- Opening Delimiter -

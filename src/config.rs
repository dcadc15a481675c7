//! Process configuration, read from the environment.

use std::net::SocketAddr;
use std::path::PathBuf;
use std::time::Duration;

use crate::error::ConfigError;
use crate::llm::LlmConfig;

/// Settings shared by the `serve` and `worker` commands.
#[derive(Debug, Clone)]
pub struct Config {
    /// Capability policy YAML.
    pub policy_path: PathBuf,
    /// Run ledger database file.
    pub db_path: PathBuf,
    /// Job queue directory.
    pub jobs_dir: PathBuf,
    /// HTTP listen address.
    pub bind: SocketAddr,
    /// Worker sleep between empty polls.
    pub poll_interval: Duration,
    /// Sandbox probe run by the worker when the policy allows it.
    pub probe_command: String,
    /// Ask the LLM for plans instead of using the static one.
    pub llm_planning: bool,
    /// First configured LLM backend, if any.
    pub llm: Option<LlmConfig>,
}

impl Default for Config {
    fn default() -> Self {
        Self {
            policy_path: PathBuf::from("./policy/policy.yaml"),
            db_path: PathBuf::from("./storage/sovereign.db"),
            jobs_dir: PathBuf::from("./storage/jobs"),
            bind: SocketAddr::from(([0, 0, 0, 0], 8000)),
            poll_interval: Duration::from_millis(1000),
            probe_command: "node -v".to_string(),
            llm_planning: false,
            llm: None,
        }
    }
}

impl Config {
    pub fn from_env() -> Result<Self, ConfigError> {
        Self::from_lookup(|key| std::env::var(key).ok())
    }

    /// Build from an arbitrary variable source; unset keys keep defaults.
    pub fn from_lookup(lookup: impl Fn(&str) -> Option<String>) -> Result<Self, ConfigError> {
        let defaults = Self::default();
        let get = |key: &str| lookup(key).filter(|v| !v.trim().is_empty());

        let bind = match get("SOVEREIGN_BIND") {
            Some(raw) => raw.trim().parse().map_err(|e| ConfigError::InvalidValue {
                key: "SOVEREIGN_BIND".to_string(),
                message: format!("{raw}: {e}"),
            })?,
            None => defaults.bind,
        };

        let poll_interval = match get("SOVEREIGN_POLL_INTERVAL_MS") {
            Some(raw) => {
                let ms: u64 = raw.trim().parse().map_err(|e| ConfigError::InvalidValue {
                    key: "SOVEREIGN_POLL_INTERVAL_MS".to_string(),
                    message: format!("{raw}: {e}"),
                })?;
                Duration::from_millis(ms)
            }
            None => defaults.poll_interval,
        };

        let llm_planning = match get("SOVEREIGN_LLM_PLANNING") {
            Some(raw) => parse_bool(&raw).ok_or_else(|| ConfigError::InvalidValue {
                key: "SOVEREIGN_LLM_PLANNING".to_string(),
                message: format!("{raw}: expected true or false"),
            })?,
            None => defaults.llm_planning,
        };

        Ok(Self {
            policy_path: get("POLICY_PATH").map(PathBuf::from).unwrap_or(defaults.policy_path),
            db_path: get("DB_PATH").map(PathBuf::from).unwrap_or(defaults.db_path),
            jobs_dir: get("JOBS_DIR").map(PathBuf::from).unwrap_or(defaults.jobs_dir),
            bind,
            poll_interval,
            probe_command: get("SOVEREIGN_PROBE_COMMAND").unwrap_or(defaults.probe_command),
            llm_planning,
            llm: LlmConfig::from_lookup(&lookup),
        })
    }
}

fn parse_bool(raw: &str) -> Option<bool> {
    match raw.trim().to_ascii_lowercase().as_str() {
        "1" | "true" | "yes" | "on" => Some(true),
        "0" | "false" | "no" | "off" => Some(false),
        _ => None,
    }
}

- Closing Delimiter -

WORK ORDER: In the listing above, find the lines holding the word "match" and copy them.

ANSWER TO THIS EXERCISE:
        let bind = match get("SOVEREIGN_BIND") {
        let poll_interval = match get("SOVEREIGN_POLL_INTERVAL_MS") {
        let llm_planning = match get("SOVEREIGN_LLM_PLANNING") {
    match raw.trim().to_ascii_lowercase().as_str() {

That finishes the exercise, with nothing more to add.